SILVER SPRING, Md. — The Food and Drug Administration late last week released its draft guidance on the naming of biological drugs. The guidance was outlined in a blog post by Janet Woodcock, director of the FDA’s center for drug evaluation and research, and Karen Midthum, director of the FDA’s center for biologics evaluation and research.

The draft proposes that a reference products and biosimilar drugs’ proper name also carry a four-character suffix composed of lower-case letters that don’t carry any meaning. The example given by FDA is that a reference product would be called “replicamab-cznm” and the biosimilar version could be called “replicamad-hixf.”

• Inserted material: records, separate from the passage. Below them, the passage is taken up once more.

//! One viewer session: handshake, then a reader loop and a writer task.
//!
//! ```text
//! viewer ──▶ read half ──▶ decode ──▶ key/pointer ──▶ RemoteDisplayServer
//!                            │
//!                            └─ SetPixelFormat / UpdateRequest ──▶ mpsc ──┐
//!                                                                         ▼
//! viewer ◀── write half ◀── encode_region ◀── SharedFramebuffer ◀── writer task
//!                                               (watch: generation)
//! ```
//!
//! Non-incremental update requests are answered at once.  Incremental ones
//! are answered as soon as the framebuffer has been published since the
//! last update this viewer received.

use std::sync::Arc;

use tokio::io::{AsyncRead, AsyncReadExt, AsyncWrite, AsyncWriteExt};
use tokio::sync::{mpsc, watch};
use tokio::task::JoinError;
use tracing::{debug, info, trace};
use vnc_core::protocol::{
    decode_client_message, encode_protocol_version, encode_raw_update, encode_region,
    encode_server_init, encoding, parse_protocol_version, security, validate_pixel_format,
    ClientMessage, PixelFormat, ProtocolError, ProtocolVersion, Rectangle, ServerInit,
    PROTOCOL_VERSION_LEN,
};
use vnc_core::ClientHandle;

use super::RfbError;
use crate::application::frame_capture::SharedFramebuffer;
use crate::application::remote_display::RemoteDisplayServer;

const READ_CHUNK: usize = 4096;
const WRITER_QUEUE: usize = 32;

/// Instructions from the reader to the writer task.
#[derive(Debug)]
enum WriterCommand {
    SetPixelFormat(PixelFormat),
    UpdateRequest { incremental: bool, region: Rectangle },
}

/// Runs a viewer session to completion.
///
/// The session is registered with `display` after the handshake and always
/// unregistered before returning.
///
/// # Errors
///
/// Returns [`RfbError`] on I/O failure, malformed client data, or an
/// unsupported security choice.  A clean viewer disconnect is `Ok(())`.
pub async fn run_session<S>(stream: S, display: Arc<RemoteDisplayServer>) -> Result<(), RfbError>
where
    S: AsyncRead + AsyncWrite + Send + 'static,
{
    let (mut reader, mut writer) = tokio::io::split(stream);
    let version = handshake(&mut reader, &mut writer, &display).await?;

    let handle = display.on_client_connected();
    info!(client = %handle, ?version, "RFB session established");
    let result = serve_client(reader, writer, handle, &display).await;
    display.on_client_disconnected(handle);
    result
}

// ── Handshake ─────────────────────────────────────────────────────────────────

async fn handshake<R, W>(reader: &mut R, writer: &mut W, display: &RemoteDisplayServer) -> Result<ProtocolVersion, RfbError>
where
    R: AsyncRead + Unpin,
    W: AsyncWrite + Unpin,
{
    writer.write_all(&encode_protocol_version(ProtocolVersion::V3_8)).await?;
    let mut raw = [0u8; PROTOCOL_VERSION_LEN];
    reader.read_exact(&mut raw).await?;
    let version = parse_protocol_version(&raw)?;

    if version == ProtocolVersion::V3_3 {
        // 3.3: the server decides, no SecurityResult for None.
        writer.write_all(&u32::from(security::NONE).to_be_bytes()).await?;
    } else {
        writer.write_all(&[1, security::NONE]).await?;
        let mut chosen = [0u8; 1];
        reader.read_exact(&mut chosen).await?;
        if chosen[0] != security::NONE {
            if version == ProtocolVersion::V3_8 {
                let reason = b"only security type None is supported";
                writer.write_all(&1u32.to_be_bytes()).await?;
                writer.write_all(&(reason.len() as u32).to_be_bytes()).await?;
                writer.write_all(reason).await?;
            }
            return Err(RfbError::UnsupportedSecurity(chosen[0]));
        }
        if version == ProtocolVersion::V3_8 {
            writer.write_all(&security::RESULT_OK.to_be_bytes()).await?;
        }
    }

    // ClientInit: the shared flag is ignored, every session shares the display.
    let mut shared = [0u8; 1];
    reader.read_exact(&mut shared).await?;

    let fb = display.framebuffer();
    let init = ServerInit {
        width: fb.width(),
        height: fb.height(),
        pixel_format: PixelFormat::rgba8888(),
        name: display.desktop_name().to_string(),
    };
    writer.write_all(&encode_server_init(&init)).await?;
    writer.flush().await?;
    Ok(version)
}

// ── Session body ──────────────────────────────────────────────────────────────

async fn serve_client<R, W>(
    reader: R,
    writer: W,
    handle: ClientHandle,
    display: &RemoteDisplayServer,
) -> Result<(), RfbError>
where
    R: AsyncRead + Unpin,
    W: AsyncWrite + Unpin + Send + 'static,
{
    let (commands, queue) = mpsc::channel(WRITER_QUEUE);
    let mut writer_task = tokio::spawn(write_updates(writer, queue, Arc::clone(display.framebuffer())));

    let read_result = tokio::select! {
        result = read_messages(reader, handle, display, commands) => result,
        joined = &mut writer_task => return flatten(joined),
    };

    // The reader dropped its sender, so the writer drains and exits.
    let write_result = flatten(writer_task.await);
    read_result.and(write_result)
}

fn flatten(joined: Result<Result<(), RfbError>, JoinError>) -> Result<(), RfbError> {
    joined?
}

async fn read_messages<R>(
    mut reader: R,
    handle: ClientHandle,
    display: &RemoteDisplayServer,
    commands: mpsc::Sender<WriterCommand>,
) -> Result<(), RfbError>
where
    R: AsyncRead + Unpin,
{
    let mut buf = Vec::with_capacity(READ_CHUNK);
    let mut chunk = [0u8; READ_CHUNK];

    loop {
        loop {
            let (msg, used) = match decode_client_message(&buf) {
                Ok(decoded) => decoded,
                Err(ProtocolError::InsufficientData { .. }) => break,
                Err(e) => return Err(e.into()),
            };
            buf.drain(..used);
            let command = match msg {
                ClientMessage::SetPixelFormat(format) => {
                    validate_pixel_format(&format)?;
                    debug!(client = %handle, ?format, "pixel format set");
                    WriterCommand::SetPixelFormat(format)
                }
                ClientMessage::FramebufferUpdateRequest {
                    incremental,
                    region,
                } => WriterCommand::UpdateRequest {
                    incremental,
                    region,
                },
                ClientMessage::SetEncodings(encodings) => {
                    if !encodings.contains(&encoding::RAW) {
                        debug!(client = %handle, "viewer did not list raw encoding; sending raw anyway");
                    }
                    debug!(client = %handle, ?encodings, "encodings set");
                    continue;
                }
                ClientMessage::KeyEvent { down, keysym } => {
                    display.on_key_event(handle, down, keysym);
                    continue;
                }
                ClientMessage::PointerEvent { button_mask, x, y } => {
                    display.on_pointer_event(handle, button_mask, x, y);
                    continue;
                }
                ClientMessage::ClientCutText(text) => {
                    debug!(client = %handle, len = text.len(), "ignoring client cut text");
                    continue;
                }
            };
            if commands.send(command).await.is_err() {
                // Writer is gone; its own result explains why.
                return Ok(());
            }
        }

        let n = reader.read(&mut chunk).await?;
        if n == 0 {
            debug!(client = %handle, "viewer closed connection");
            return Ok(());
        }
        buf.extend_from_slice(&chunk[..n]);
    }
}

async fn write_updates<W>(
    mut writer: W,
    mut commands: mpsc::Receiver<WriterCommand>,
    framebuffer: Arc<SharedFramebuffer>,
) -> Result<(), RfbError>
where
    W: AsyncWrite + Unpin,
{
    let mut frames = framebuffer.subscribe();
    let mut format = PixelFormat::rgba8888();
    let mut pending: Option<Rectangle> = None;
    let mut dirty = false;

    loop {
        tokio::select! {
            command = commands.recv() => match command {
                None => return Ok(()),
                Some(WriterCommand::SetPixelFormat(f)) => format = f,
                Some(WriterCommand::UpdateRequest { incremental, region }) => {
                    if !incremental || dirty {
                        let region = union(pending.take(), region);
                        send_update(&mut writer, &framebuffer, &mut frames, region, &format).await?;
                        dirty = false;
                    } else {
                        pending = Some(union(pending, region));
                    }
                }
            },
            changed = frames.changed() => {
                if changed.is_err() {
                    return Ok(());
                }
                match pending.take() {
                    Some(region) => {
                        send_update(&mut writer, &framebuffer, &mut frames, region, &format).await?;
                        dirty = false;
                    }
                    None => {
                        frames.borrow_and_update();
                        dirty = true;
                    }
                }
            }
        }
    }
}

async fn send_update<W>(
    writer: &mut W,
    framebuffer: &SharedFramebuffer,
    frames: &mut watch::Receiver<u64>,
    region: Rectangle,
    format: &PixelFormat,
) -> Result<(), RfbError>
where
    W: AsyncWrite + Unpin,
{
    // Mark seen before reading so a publish during the send triggers another.
    let generation = *frames.borrow_and_update();
    let Some(region) = region.clip(framebuffer.width(), framebuffer.height()) else {
        debug!(?region, "update request outside framebuffer");
        return Ok(());
    };
    let message = {
        let pixels = framebuffer.read();
        encode_raw_update(region, &encode_region(&pixels, framebuffer.width(), region, format))
    };
    writer.write_all(&message).await?;
    writer.flush().await?;
    trace!(generation, bytes = message.len(), "update sent");
    Ok(())
}

/// Bounding box of two regions.
fn union(a: Option<Rectangle>, b: Rectangle) -> Rectangle {
    let Some(a) = a else { return b };
    let left = a.x.min(b.x);
    let top = a.y.min(b.y);
    let right = (u32::from(a.x) + u32::from(a.width)).max(u32::from(b.x) + u32::from(b.width));
    let bottom = (u32::from(a.y) + u32::from(a.height)).max(u32::from(b.y) + u32::from(b.height));
    Rectangle {
        x: left,
        y: top,
        width: (right - u32::from(left)).min(u32::from(u16::MAX)) as u16,
        height: (bottom - u32::from(top)).min(u32::from(u16::MAX)) as u16,
    }
}

// ── Tests ─────────────────────────────────────────────────────────────────────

The guidelines are aimed at preventing inadvertent substitution of biosimilars that the FDA doesn’t deem to be interchangeable and to ensure that those on the market can be easily and accurately tracked from hospital to pharmacy, according Woodcock and Midthum.

“In addition to thinking ahead, we must also consider what we need to do to address previously approved biological products that have nonproprietary names without a suffix,” they wrote. “Applying the naming convention to these products would encourage routine use of designated suffixes in ordering, prescribing, dispensing, and recordkeeping practices and avoid inaccurate perceptions of the safety and effectiveness of biological products based on their licensure pathway.”

In the blog post, Woodcock and Midthum also noted that the FDA is issueing a proposed rule to create suffixes for six already licensed biological products. The FDA is currently accepting input from the public on the draft guidance and proposed rule.